Mais dans les rangs de l’opposition, la riposte est immédiate. Valérie Rabault (PS) parle d’indignité, Éric Ciotti (LR) dénonce un alignement idéologique avec Moscou, tandis que les écologistes s’interrogent sur les ambiguïtés récurrentes de certains insoumis face à la Russie.
Le Kremlin à l’ombre de la République
Car derrière cette simple marche, se cache une réalité diplomatique complexe. La Russie, depuis l’invasion de l’Ukraine en février 2022, est largement isolée sur la scène internationale. Toute manifestation de soutien – même indirecte – est minutieusement scrutée. Les services de renseignement eux-mêmes s’intéressent de près à ces rassemblements d’apparence culturelle, où s’infiltrent parfois des agents d’influence.
Et cette année, selon une source proche de la DGSI citée anonymement, plusieurs figures connues pour leur proximité avec les réseaux russes étaient présentes. La présence de Chikirou, que certains ont interprétée comme un appui tacite à Moscou, n’a fait qu’attiser la controverse.
Un parfum de déjà-vu chez les insoumis ?
Ce n’est pas la première fois que La France Insoumise est accusée d’ambiguïtés vis-à-vis de la Russie. Jean-Luc Mélenchon lui-même avait participé en 2018 à une version moscovite de la même marche, affirmant pouvoir « être un ami du peuple russe sans cautionner le régime ». Mais aujourd’hui, avec une guerre en cours, la nuance est plus difficile à faire passer.
Les tensions internes au sein de LFI sont palpables. Certains députés se distancient prudemment de leur collègue. D’autres la soutiennent, évoquant une récupération médiatique.

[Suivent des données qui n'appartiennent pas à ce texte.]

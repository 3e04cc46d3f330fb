//! Tag domain types.

use newsdesk_core::TagId;

/// A tag (domain type).
#[derive(Debug, Clone, PartialEq, Eq)]
pub struct Tag {
    pub id: TagId,
    /// Unique name.
    pub name: String,
    pub note: Option<String>,
    /// Number of articles carrying this tag.
    pub article_count: i64,
}

impl Tag {
    /// A tag can be deleted only while no article carries it.
    #[must_use]
    pub const fn is_deletable(&self) -> bool {
        self.article_count == 0
    }
}

/// Values for creating or overwriting a tag.
#[derive(Debug, Clone)]
pub struct TagDraft {
    pub name: String,
    pub note: Option<String>,
}
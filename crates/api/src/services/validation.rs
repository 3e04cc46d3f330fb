//! Validation and invariant checks that run before any mutation.
//!
//! Each guarded entity (account, category, tag) exposes the same two checks:
//! whether a unique value is already taken by another row, and whether a row
//! is free of article references. The helpers turn a failed check into the
//! matching `AppError` so services can use `?`.
//!
//! The unique indexes and foreign keys in the schema back these checks up; a
//! race between check and write still ends as `Conflict`.

use std::fmt::Display;
use std::future::Future;

use newsdesk_core::{AccountId, CategoryId, TagId};

use crate::db::{AccountRepository, CategoryRepository, RepositoryError, TagRepository};
use crate::error::AppError;

/// An entity with a unique value and article-based deletability.
pub trait Guarded {
    type Id: Copy + Display + Send + Sync;

    /// Entity label used in messages, e.g. `"Category"`.
    const ENTITY: &'static str;
    /// Message reported when the unique value is taken.
    const DUPLICATE: &'static str;
    /// Message reported when the row is still referenced.
    const IN_USE: &'static str;

    /// True if a row other than `exclude` holds exactly `value`.
    fn unique_value_exists(
        &self,
        value: &str,
        exclude: Option<Self::Id>,
    ) -> impl Future<Output = Result<bool, RepositoryError>> + Send;

    /// True iff no article references the row.
    fn can_delete(&self, id: Self::Id) -> impl Future<Output = Result<bool, RepositoryError>> + Send;

    /// True if the row exists.
    fn exists(&self, id: Self::Id) -> impl Future<Output = Result<bool, RepositoryError>> + Send;
}

/// `NotFound` message for an entity, e.g. `"Tag not found"`.
#[must_use]
pub fn not_found<G: Guarded>() -> AppError {
    AppError::NotFound(format!("{} not found", G::ENTITY))
}

/// Fail with `Conflict` if `value` is taken by a row other than `exclude`.
///
/// # Errors
///
/// Returns `AppError::Conflict` on a duplicate, or `AppError::Database` if the
/// lookup fails.
pub async fn ensure_unique<G: Guarded + Sync>(
    repo: &G,
    value: &str,
    exclude: Option<G::Id>,
) -> Result<(), AppError> {
    if repo.unique_value_exists(value, exclude).await? {
        return Err(AppError::Conflict(G::DUPLICATE.to_string()));
    }
    Ok(())
}

/// Fail with `NotFound` if the row is absent.
///
/// # Errors
///
/// Returns `AppError::NotFound` or `AppError::Database`.
pub async fn ensure_exists<G: Guarded + Sync>(repo: &G, id: G::Id) -> Result<(), AppError> {
    if repo.exists(id).await? {
        Ok(())
    } else {
        Err(not_found::<G>())
    }
}

/// Fail with `NotFound` if the row is absent, or `Conflict` if it is referenced.
///
/// # Errors
///
/// Returns `AppError::NotFound`, `AppError::Conflict` or `AppError::Database`.
pub async fn ensure_deletable<G: Guarded + Sync>(repo: &G, id: G::Id) -> Result<(), AppError> {
    ensure_exists(repo, id).await?;
    if !repo.can_delete(id).await? {
        tracing::info!(entity = G::ENTITY, id = %id, "Delete blocked by article references");
        return Err(AppError::Conflict(G::IN_USE.to_string()));
    }
    Ok(())
}

impl Guarded for AccountRepository<'_> {
    type Id = AccountId;

    const ENTITY: &'static str = "Account";
    const DUPLICATE: &'static str = "Email already exists";
    const IN_USE: &'static str = "Cannot delete an account that has news articles";

    async fn unique_value_exists(
        &self,
        value: &str,
        exclude: Option<AccountId>,
    ) -> Result<bool, RepositoryError> {
        self.email_exists(value, exclude).await
    }

    async fn can_delete(&self, id: AccountId) -> Result<bool, RepositoryError> {
        Ok(!self.has_articles(id).await?)
    }

    async fn exists(&self, id: AccountId) -> Result<bool, RepositoryError> {
        Ok(self.get_by_id(id).await?.is_some())
    }
}

impl Guarded for CategoryRepository<'_> {
    type Id = CategoryId;

    const ENTITY: &'static str = "Category";
    const DUPLICATE: &'static str = "Category name already exists";
    const IN_USE: &'static str = "Cannot delete a category that has news articles";

    async fn unique_value_exists(
        &self,
        value: &str,
        exclude: Option<CategoryId>,
    ) -> Result<bool, RepositoryError> {
        self.name_exists(value, exclude).await
    }

    async fn can_delete(&self, id: CategoryId) -> Result<bool, RepositoryError> {
        Ok(!self.has_articles(id).await?)
    }

    async fn exists(&self, id: CategoryId) -> Result<bool, RepositoryError> {
        Ok(self.get_by_id(id).await?.is_some())
    }
}

impl Guarded for TagRepository<'_> {
    type Id = TagId;

    const ENTITY: &'static str = "Tag";
    const DUPLICATE: &'static str = "Tag name already exists";
    const IN_USE: &'static str = "Cannot delete a tag that is used by news articles";

    async fn unique_value_exists(
        &self,
        value: &str,
        exclude: Option<TagId>,
    ) -> Result<bool, RepositoryError> {
        self.name_exists(value, exclude).await
    }

    async fn can_delete(&self, id: TagId) -> Result<bool, RepositoryError> {
        Ok(!self.has_articles(id).await?)
    }

    async fn exists(&self, id: TagId) -> Result<bool, RepositoryError> {
        Ok(self.get_by_id(id).await?.is_some())
    }
}

// =============================================================================
// Request Field Validation
// =============================================================================

/// Collects field-level violations and reports them as one `BadRequest`.
#[derive(Debug, Default)]
pub struct Violations(Vec<String>);

impl Violations {
    #[must_use]
    pub fn new() -> Self {
        Self::default()
    }

    /// The field must be present and not blank.
    pub fn required(&mut self, field: &str, value: Option<&str>) -> &mut Self {
        if value.is_none_or(|v| v.trim().is_empty()) {
            self.0.push(format!("{field} is required"));
        }
        self
    }

    /// The field, when present, must not exceed `max` characters.
    pub fn max_len(&mut self, field: &str, value: Option<&str>, max: usize) -> &mut Self {
        if value.is_some_and(|v| v.chars().count() > max) {
            self.0.push(format!("{field} must be at most {max} characters"));
        }
        self
    }

    /// Record a free-form violation.
    pub fn push(&mut self, message: impl Into<String>) -> &mut Self {
        self.0.push(message.into());
        self
    }

    /// `Ok` when nothing was recorded; otherwise all messages joined with `"; "`.
    ///
    /// # Errors
    ///
    /// Returns `AppError::BadRequest` listing every violation.
    pub fn finish(&self) -> Result<(), AppError> {
        if self.0.is_empty() {
            Ok(())
        } else {
            Err(AppError::BadRequest(self.0.join("; ")))
        }
    }
}

#[cfg(test)]
#[allow(clippy::unwrap_used)]
mod tests {
    use super::*;
    use crate::db::create_memory_pool;
    use crate::models::{CategoryDraft, TagDraft};

    #[tokio::test]
    async fn test_ensure_unique_excludes_self() {
        let pool = create_memory_pool().await.unwrap();
        let repo = CategoryRepository::new(&pool);
        let world = repo
            .create(&CategoryDraft {
                name: "World".to_string(),
                description: "Foreign desk".to_string(),
                is_active: true,
            })
            .await
            .unwrap();

        assert!(ensure_unique(&repo, "World", Some(world.id)).await.is_ok());
        let err = ensure_unique(&repo, "World", None).await.unwrap_err();
        assert!(matches!(err, AppError::Conflict(msg) if msg == "Category name already exists"));
    }

    #[tokio::test]
    async fn test_ensure_deletable_distinguishes_missing_rows() {
        let pool = create_memory_pool().await.unwrap();
        let repo = TagRepository::new(&pool);

        let err = ensure_deletable(&repo, TagId::new(404)).await.unwrap_err();
        assert!(matches!(err, AppError::NotFound(msg) if msg == "Tag not found"));

        let tag = repo
            .create(&TagDraft {
                name: "elections".to_string(),
                note: None,
            })
            .await
            .unwrap();
        assert!(ensure_deletable(&repo, tag.id).await.is_ok());
    }

    #[test]
    fn test_violations_join_messages() {
        let mut violations = Violations::new();
        violations
            .required("tagName", Some("  "))
            .max_len("note", Some(&"x".repeat(401)), 400);

        let err = violations.finish().unwrap_err();
        assert!(matches!(
            err,
            AppError::BadRequest(msg)
                if msg == "tagName is required; note must be at most 400 characters"
        ));
    }

    #[test]
    fn test_violations_empty_is_ok() {
        let mut violations = Violations::new();
        violations.required("tagName", Some("sport"));
        assert!(violations.finish().is_ok());
    }
}
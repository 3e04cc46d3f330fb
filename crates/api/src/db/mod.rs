//! Database operations for the newsroom `SQLite` store.
//!
//! ## Tables
//!
//! - `system_account` - Persisted accounts (argon2 password hashes, integer role codes)
//! - `category` - Article categories
//! - `tag` - Free-form article tags
//! - `news_article` - Articles with category, author and last modifier references
//! - `news_tag` - Article/tag association (cascades with the article)
//!
//! # Migrations
//!
//! Migrations are stored in `crates/api/migrations/` and run via:
//! ```bash
//! cargo run -p newsdesk-cli -- migrate
//! ```

pub mod accounts;
pub mod articles;
pub mod categories;
pub mod tags;

use std::str::FromStr;
use std::time::Duration;

use secrecy::{ExposeSecret, SecretString};
use sqlx::SqlitePool;
use sqlx::migrate::Migrator;
use sqlx::sqlite::{SqliteConnectOptions, SqliteJournalMode, SqlitePoolOptions};
use thiserror::Error;

pub use accounts::AccountRepository;
pub use articles::{ArticleRepository, ArticleScope};
pub use categories::CategoryRepository;
pub use tags::TagRepository;

/// Embedded schema migrations.
pub static MIGRATOR: Migrator = sqlx::migrate!("./migrations");

/// Errors that can occur during repository operations.
#[derive(Debug, Error)]
pub enum RepositoryError {
    /// Database error from sqlx.
    #[error("database error: {0}")]
    Database(#[from] sqlx::Error),

    /// Data in the database is corrupted or invalid.
    #[error("data corruption: {0}")]
    DataCorruption(String),

    /// Requested entity was not found.
    #[error("not found")]
    NotFound,

    /// Constraint violation (unique value or a row still referenced).
    #[error("constraint violation: {0}")]
    Conflict(String),
}

/// Map unique and foreign-key violations to `Conflict`, everything else to `Database`.
pub(crate) fn map_constraint_error(e: sqlx::Error, conflict_message: &str) -> RepositoryError {
    if let sqlx::Error::Database(ref db_err) = e
        && (db_err.is_unique_violation() || db_err.is_foreign_key_violation())
    {
        return RepositoryError::Conflict(conflict_message.to_owned());
    }
    RepositoryError::Database(e)
}

/// Connect options shared by the server pool and the test pool.
///
/// # Errors
///
/// Returns `sqlx::Error` if the URL cannot be parsed.
pub fn connect_options(database_url: &str) -> Result<SqliteConnectOptions, sqlx::Error> {
    Ok(SqliteConnectOptions::from_str(database_url)?
        .create_if_missing(true)
        .foreign_keys(true)
        .journal_mode(SqliteJournalMode::Wal)
        .busy_timeout(Duration::from_secs(5)))
}

/// Create a `SQLite` connection pool with sensible defaults.
///
/// # Arguments
///
/// * `database_url` - `SQLite` connection string (wrapped in `SecretString`)
/// * `max_connections` - upper bound on pooled connections
///
/// # Errors
///
/// Returns `sqlx::Error` if the connection cannot be established.
pub async fn create_pool(
    database_url: &SecretString,
    max_connections: u32,
) -> Result<SqlitePool, sqlx::Error> {
    let options = connect_options(database_url.expose_secret())?;
    SqlitePoolOptions::new()
        .max_connections(max_connections)
        .min_connections(1)
        .acquire_timeout(Duration::from_secs(10))
        .connect_with(options)
        .await
}

/// Create a single-connection in-memory pool with migrations applied.
///
/// The connection is never recycled, so the database lives as long as the pool.
///
/// # Errors
///
/// Returns `sqlx::Error` if the connection fails, or a migration error wrapped
/// in `sqlx::Error::Migrate`.
pub async fn create_memory_pool() -> Result<SqlitePool, sqlx::Error> {
    let options = SqliteConnectOptions::from_str("sqlite::memory:")?.foreign_keys(true);
    let pool = SqlitePoolOptions::new()
        .max_connections(1)
        .min_connections(1)
        .idle_timeout(None)
        .max_lifetime(None)
        .connect_with(options)
        .await?;
    MIGRATOR.run(&pool).await?;
    Ok(pool)
}
//! The uniform `{statusCode, message, data}` response envelope.

use axum::{
    Json,
    http::StatusCode,
    response::{IntoResponse, Response},
};
use serde::Serialize;

/// Message used for plain successful reads.
pub const SUCCESS: &str = "Success";

/// Response envelope shared by every API endpoint.
#[derive(Debug, Serialize)]
#[serde(rename_all = "camelCase")]
pub struct ApiResponse<T> {
    #[serde(skip)]
    status: StatusCode,
    status_code: u16,
    message: String,
    data: Option<T>,
}

impl<T: Serialize> ApiResponse<T> {
    /// 200 with the default success message.
    pub fn ok(data: T) -> Self {
        Self::new(StatusCode::OK, SUCCESS, Some(data))
    }

    /// 200 with a custom message.
    pub fn ok_with(message: impl Into<String>, data: T) -> Self {
        Self::new(StatusCode::OK, message, Some(data))
    }

    /// 201 for freshly created resources.
    pub fn created(message: impl Into<String>, data: T) -> Self {
        Self::new(StatusCode::CREATED, message, Some(data))
    }

    fn new(status: StatusCode, message: impl Into<String>, data: Option<T>) -> Self {
        Self {
            status,
            status_code: status.as_u16(),
            message: message.into(),
            data,
        }
    }
}

impl ApiResponse<()> {
    /// 200 with no payload, used after deletes.
    pub fn message(message: impl Into<String>) -> Self {
        Self::new(StatusCode::OK, message, None)
    }

    /// Error envelope with `data: null`.
    pub fn failure(status: StatusCode, message: impl Into<String>) -> Self {
        Self::new(status, message, None)
    }
}

impl<T: Serialize> IntoResponse for ApiResponse<T> {
    fn into_response(self) -> Response {
        (self.status, Json(self)).into_response()
    }
}

/// Collection payload: `{"value": [...], "count": n}`.
#[derive(Debug, Serialize)]
pub struct Collection {
    pub value: Vec<serde_json::Value>,
    #[serde(skip_serializing_if = "Option::is_none")]
    pub count: Option<usize>,
}

#[cfg(test)]
#[allow(clippy::unwrap_used)]
mod tests {
    use super::*;

    #[test]
    fn test_envelope_shape() {
        let json = serde_json::to_value(ApiResponse::ok(vec![1, 2])).unwrap();
        assert_eq!(
            json,
            serde_json::json!({"statusCode": 200, "message": "Success", "data": [1, 2]})
        );
    }

    #[test]
    fn test_created_status() {
        let response = ApiResponse::created("Tag created successfully", 7).into_response();
        assert_eq!(response.status(), StatusCode::CREATED);
    }

    #[test]
    fn test_message_only_has_null_data() {
        let json = serde_json::to_value(ApiResponse::message("Tag deleted successfully")).unwrap();
        assert!(json["data"].is_null());
    }

    #[test]
    fn test_collection_omits_absent_count() {
        let json = serde_json::to_value(Collection {
            value: vec![],
            count: None,
        })
        .unwrap();
        assert_eq!(json, serde_json::json!({"value": []}));
    }
}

Entre mémoire et manipulation
Ce que soulève cette affaire, c’est la porosité entre mémoire historique et géopolitique contemporaine. Peut-on encore commémorer la victoire sur le nazisme aux côtés de Russes sans être taxé de soutien à Poutine ? La question divise. Et Chikirou, volontaire ou non, a réveillé un tabou.
Du côté ukrainien, l’ambassade a exprimé sa « vive inquiétude ». Pour elle, il ne fait aucun doute que le Régiment Immortel sert désormais à légitimer la guerre en Ukraine, en associant l’ennemi d’hier (le nazisme) à l’Ukraine actuelle, comme l’affirme régulièrement le discours officiel russe.
Un impact politique durable ?
Dans les jours qui suivent, les plateaux télé s’enchaînent. Sophia Chikirou se dit victime d’un procès en sorcellerie. Mais dans l’opinion, les lignes bougent. Un sondage IFOP commandé par CNews révèle que 67% des Français estiment qu’un élu ne devrait pas participer à une marche organisée par des réseaux liés au Kremlin.
Jean-Luc Mélenchon, lui, garde le silence. Une stratégie de repli qui n’empêche pas les fissures internes de se creuser.
Entre l’ambiguïté et l’insouciance, la frontière politique se resserre
Au-delà du simple fait divers politique, la marche du 8 mai pose une question plus vaste sur le rôle des élus dans une période de tensions internationales. Sophia Chikirou a-t-elle voulu honorer la mémoire des résistants ? Ou a-t-elle, consciemment ou non, prêté le flanc à une opération d’influence ?
Dans les allées du Père-Lachaise, les visages sur les portraits n’ont pas répondu. Mais le silence de ces morts résonne désormais comme un avertissement.